Figure 5.. The Arp5 module interacts with the acidic patch to regulate INO80 sliding

(A) Model of the nucleosome (PDB: 1KX5) from different angles with location of the engineered PstI restriction site in green. Proximal H2A-H2B dimer is in cyan. (B) Rate constants of cutting by PstI for WT and double APM 601 + 40 N, with saturating ATP and saturating WT INO80 (coral) or INO80(Δarp5) (blue). (C) Example native gels showing remodeling of WT (top panel) and double APM (bottom panel) 601 + 80 N with WT INO80 (coral) and INO80(Δarp5) (blue). (D) Quantification of rate constants from multiple repeats of data, such as that shown in (C). (E) Rate constants for INO80 ATPase activity with WT and double APM, 601 + 80 N. All ATPase assays were performed under the same conditions as native gel remodeling. (F) Observed rate constants for ATPase activity of WT INO80 (coral) and INO80(Δarp5) (blue) on 601 + 40 N, 601 + 60 N, and 601 + 80 N. Error bars represent SEM from n > 3.

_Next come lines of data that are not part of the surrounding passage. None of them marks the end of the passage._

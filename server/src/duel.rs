//! Attack resolution

use crate::error::CommandError;
use crate::registry::{ParticipantRef, Registry};
use log::info;
use shared::{ParticipantId, ServerEvent, Slot, ATTACK_DAMAGE};

/// Result of one resolved attack, captured after damage was applied.
#[derive(Debug, Clone, PartialEq, Eq)]
pub struct AttackOutcome {
    pub attacker_id: ParticipantId,
    pub attacker_card_id: String,
    pub attacker_slot: Slot,
    pub target_id: ParticipantId,
    pub target_card_id: String,
    pub target_slot: Slot,
    pub damage: u32,
    pub target_health: u32,
}

impl AttackOutcome {
    /// True when this attack left the target at zero health.
    pub fn is_victory(&self) -> bool {
        self.target_health == 0
    }

    /// Per-recipient notifications, in send order.
    pub fn events(&self) -> Vec<(ParticipantId, ServerEvent)> {
        let mut events = vec![
            (
                self.attacker_id,
                ServerEvent::AttackSuccess {
                    damage: self.damage,
                    target_id: self.target_id,
                    target_card_id: self.target_card_id.clone(),
                    target_slot: self.target_slot,
                    target_health: self.target_health,
                },
            ),
            (
                self.target_id,
                ServerEvent::Attacked {
                    attacker_id: self.attacker_id,
                    attacker_card_id: self.attacker_card_id.clone(),
                    attacker_slot: self.attacker_slot,
                    damage: self.damage,
                    new_health: self.target_health,
                },
            ),
        ];

        if self.is_victory() {
            events.push((
                self.attacker_id,
                ServerEvent::Victory {
                    message: format!(
                        "You defeated Card {} in Slot {}!",
                        self.target_card_id, self.target_slot
                    ),
                    defeated_card_id: self.target_card_id.clone(),
                },
            ));
            events.push((
                self.target_id,
                ServerEvent::Defeat {
                    message: format!(
                        "You were defeated by Card {} in Slot {}!",
                        self.attacker_card_id, self.attacker_slot
                    ),
                    winner_card_id: self.attacker_card_id.clone(),
                },
            ));
        }

        events
    }
}

#[derive(Debug, Clone)]
pub struct DuelEngine {
    damage: u32,
}

impl DuelEngine {
    pub fn new(damage: u32) -> Self {
        Self { damage }
    }

    /// Resolves one attack against the registry.
    ///
    /// With an explicit target, a dead target is rejected. Without one, the
    /// sole opponent is hit regardless of whether it is still alive, so a
    /// finished duel keeps re-announcing its result until someone leaves.
    pub fn resolve_attack(
        &self,
        registry: &mut Registry,
        attacker: &ParticipantRef,
        target: Option<&ParticipantRef>,
    ) -> Result<AttackOutcome, CommandError> {
        let attacker_id = registry
            .resolve(attacker)
            .ok_or(CommandError::UnknownAttacker)?;
        let (attacker_card_id, attacker_slot, attacker_alive) = {
            let a = registry
                .get(attacker_id)
                .ok_or(CommandError::UnknownAttacker)?;
            (a.card_id.clone(), a.slot, a.is_alive())
        };
        if !attacker_alive {
            return Err(CommandError::AttackerDead);
        }

        let target_id = match target {
            Some(reference) => {
                let id = registry
                    .resolve(reference)
                    .ok_or_else(|| CommandError::UnknownTarget(describe(reference)))?;
                if id == attacker_id {
                    return Err(CommandError::SelfTarget);
                }
                let target = registry
                    .get(id)
                    .ok_or_else(|| CommandError::UnknownTarget(describe(reference)))?;
                if !target.is_alive() {
                    return Err(CommandError::TargetAlreadyDead(target.card_id.clone()));
                }
                id
            }
            None => registry
                .opponent_of(attacker_id)
                .ok_or(CommandError::NoOpponent)?,
        };

        let target = registry
            .get_mut(target_id)
            .ok_or(CommandError::NoOpponent)?;
        let target_health = target.take_damage(self.damage);

        let outcome = AttackOutcome {
            attacker_id,
            attacker_card_id,
            attacker_slot,
            target_id,
            target_card_id: target.card_id.clone(),
            target_slot: target.slot,
            damage: self.damage,
            target_health,
        };

        info!(
            "Card {} (Slot {}) attacked Card {} (Slot {}), health now {}",
            outcome.attacker_card_id,
            outcome.attacker_slot,
            outcome.target_card_id,
            outcome.target_slot,
            outcome.target_health
        );
        if outcome.is_victory() {
            info!(
                "GAME OVER! Card {} (Slot {}) wins",
                outcome.attacker_card_id, outcome.attacker_slot
            );
        }

        Ok(outcome)
    }
}

impl Default for DuelEngine {
    fn default() -> Self {
        Self::new(ATTACK_DAMAGE)
    }
}

fn describe(reference: &ParticipantRef) -> String {
    match reference {
        ParticipantRef::ById(id) => format!("#{}", id),
        ParticipantRef::ByCard(card_id) => card_id.clone(),
    }
}

#[cfg(test)]
mod tests {
    use super::*;
    use crate::link::{Link, TransportKind};
    use std::time::Instant;

    fn duel() -> (Registry, ParticipantId, ParticipantId) {
        let mut registry = Registry::new();
        let a = registry
            .admit("CARD_A", Link::channel(TransportKind::Udp).0, Instant::now())
            .unwrap()
            .id;
        let b = registry
            .admit("CARD_B", Link::channel(TransportKind::Udp).0, Instant::now())
            .unwrap()
            .id;
        (registry, a, b)
    }

    fn by_card(card_id: &str) -> ParticipantRef {
        ParticipantRef::ByCard(card_id.to_string())
    }

    #[test]
    fn test_implicit_attack_hits_opponent() {
        let (mut registry, a, b) = duel();
        let engine = DuelEngine::default();

        let outcome = engine
            .resolve_attack(&mut registry, &ParticipantRef::ById(a), None)
            .unwrap();

        assert_eq!(outcome.target_id, b);
        assert_eq!(outcome.damage, 10);
        assert_eq!(outcome.target_health, 90);
        assert_eq!(outcome.target_slot, Slot::A2);
        assert!(!outcome.is_victory());
        assert_eq!(registry.get(b).unwrap().health, 90);
        assert_eq!(registry.get(a).unwrap().health, 100);
    }

    #[test]
    fn test_ten_attacks_defeat_opponent() {
        let (mut registry, a, b) = duel();
        let engine = DuelEngine::default();

        for round in 1..=10 {
            let outcome = engine
                .resolve_attack(&mut registry, &ParticipantRef::ById(a), None)
                .unwrap();
            assert_eq!(outcome.target_health, 100 - round * 10);
            assert_eq!(outcome.is_victory(), round == 10);
        }

        let target = registry.get(b).unwrap();
        assert_eq!(target.health, 0);
        assert!(!target.is_alive());
    }

    #[test]
    fn test_victory_events() {
        let (mut registry, a, b) = duel();
        registry.get_mut(b).unwrap().health = 10;

        let outcome = DuelEngine::default()
            .resolve_attack(&mut registry, &ParticipantRef::ById(a), None)
            .unwrap();
        let events = outcome.events();

        assert_eq!(events.len(), 4);
        assert!(matches!(events[0], (id, ServerEvent::AttackSuccess { .. }) if id == a));
        assert!(matches!(events[1], (id, ServerEvent::Attacked { new_health: 0, .. }) if id == b));
        match &events[2] {
            (id, ServerEvent::Victory { message, defeated_card_id }) => {
                assert_eq!(*id, a);
                assert!(message.starts_with("You defeated Card CARD_B"));
                assert_eq!(defeated_card_id, "CARD_B");
            }
            other => panic!("Unexpected event: {:?}", other),
        }
        match &events[3] {
            (id, ServerEvent::Defeat { winner_card_id, .. }) => {
                assert_eq!(*id, b);
                assert_eq!(winner_card_id, "CARD_A");
            }
            other => panic!("Unexpected event: {:?}", other),
        }
    }

    #[test]
    fn test_non_lethal_attack_has_two_events() {
        let (mut registry, a, _) = duel();
        let outcome = DuelEngine::default()
            .resolve_attack(&mut registry, &ParticipantRef::ById(a), None)
            .unwrap();
        assert_eq!(outcome.events().len(), 2);
    }

    #[test]
    fn test_dead_attacker_cannot_attack() {
        let (mut registry, a, b) = duel();
        registry.get_mut(a).unwrap().health = 0;

        let result =
            DuelEngine::default().resolve_attack(&mut registry, &ParticipantRef::ById(a), None);

        assert_eq!(result, Err(CommandError::AttackerDead));
        assert_eq!(registry.get(b).unwrap().health, 100);
    }

    #[test]
    fn test_unknown_attacker() {
        let (mut registry, _, _) = duel();
        let engine = DuelEngine::default();

        assert_eq!(
            engine.resolve_attack(&mut registry, &ParticipantRef::ById(99), None),
            Err(CommandError::UnknownAttacker)
        );
        assert_eq!(
            engine.resolve_attack(&mut registry, &by_card("CARD_Z"), None),
            Err(CommandError::UnknownAttacker)
        );
    }

    #[test]
    fn test_no_opponent() {
        let mut registry = Registry::new();
        let a = registry
            .admit("CARD_A", Link::channel(TransportKind::Udp).0, Instant::now())
            .unwrap()
            .id;

        assert_eq!(
            DuelEngine::default().resolve_attack(&mut registry, &ParticipantRef::ById(a), None),
            Err(CommandError::NoOpponent)
        );
    }

    #[test]
    fn test_attack_by_card() {
        let (mut registry, a, b) = duel();

        let outcome = DuelEngine::default()
            .resolve_attack(&mut registry, &by_card("CARD_A"), Some(&by_card("CARD_B")))
            .unwrap();

        assert_eq!(outcome.attacker_id, a);
        assert_eq!(outcome.target_id, b);
        assert_eq!(outcome.target_health, 90);
    }

    #[test]
    fn test_explicit_unknown_target() {
        let (mut registry, _, _) = duel();

        assert_eq!(
            DuelEngine::default().resolve_attack(
                &mut registry,
                &by_card("CARD_A"),
                Some(&by_card("CARD_Z"))
            ),
            Err(CommandError::UnknownTarget("CARD_Z".to_string()))
        );
    }

    #[test]
    fn test_explicit_dead_target_is_rejected() {
        let (mut registry, _, b) = duel();
        registry.get_mut(b).unwrap().health = 0;

        assert_eq!(
            DuelEngine::default().resolve_attack(
                &mut registry,
                &by_card("CARD_A"),
                Some(&by_card("CARD_B"))
            ),
            Err(CommandError::TargetAlreadyDead("CARD_B".to_string()))
        );
        assert_eq!(registry.get(b).unwrap().health, 0);
    }

    #[test]
    fn test_explicit_self_target_is_rejected() {
        let (mut registry, a, _) = duel();

        assert_eq!(
            DuelEngine::default().resolve_attack(
                &mut registry,
                &by_card("CARD_A"),
                Some(&by_card("CARD_A"))
            ),
            Err(CommandError::SelfTarget)
        );
        assert_eq!(registry.get(a).unwrap().health, 100);
    }

    #[test]
    fn test_implicit_attack_on_dead_opponent_repeats_victory() {
        let (mut registry, a, b) = duel();
        registry.get_mut(b).unwrap().health = 0;

        let outcome = DuelEngine::default()
            .resolve_attack(&mut registry, &ParticipantRef::ById(a), None)
            .unwrap();

        assert_eq!(outcome.target_id, b);
        assert_eq!(outcome.target_health, 0);
        assert!(outcome.is_victory());
        assert_eq!(outcome.events().len(), 4);
    }
}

Figure 6.. Model of the INO80 remodeling mechanism

(A) Illustration of the model for INO80 action on a nucleosome and a hexasome. Nucleosome binding stimulates a basal level of ATP hydrolysis and the Ino80 motor pumps DNA into the nucleosome. This ATPase activity is independent of flanking DNA length and the acidic patch. The torsional strain caused by the pumping of the DNA is partially relieved through transient dislodging of the H2A-H2B dimer. Such dislodging is speculated to occur by the Arp5 module through contacts with the acidic patch and DNA at SHL-2/-3. This transition results in the formation of an intermediate, which can either collapse back in an ATP-independent manner, or transition forward in an ATP-dependent manner to translocate DNA across the nucleosome. Translocation is dictated by flanking DNA length and requires flanking DNA-length-dependent ATP hydrolysis. In comparison, for a hexasome, because the dimer is absent and does not inhibit INO80 remodeling, translocation occurs more readily. (B) Schematic of INO80 participating in chromatin remodeling at sites of transcription. At the +1 location, INO80 helps position the nucleosome. During elongation as RNA Pol II actively removes the H2A-H2B dimer distal to the promoter, INO80 can act on these subnucleosomal particles to restore proper positioning and help prevent aberrant transcription initiation.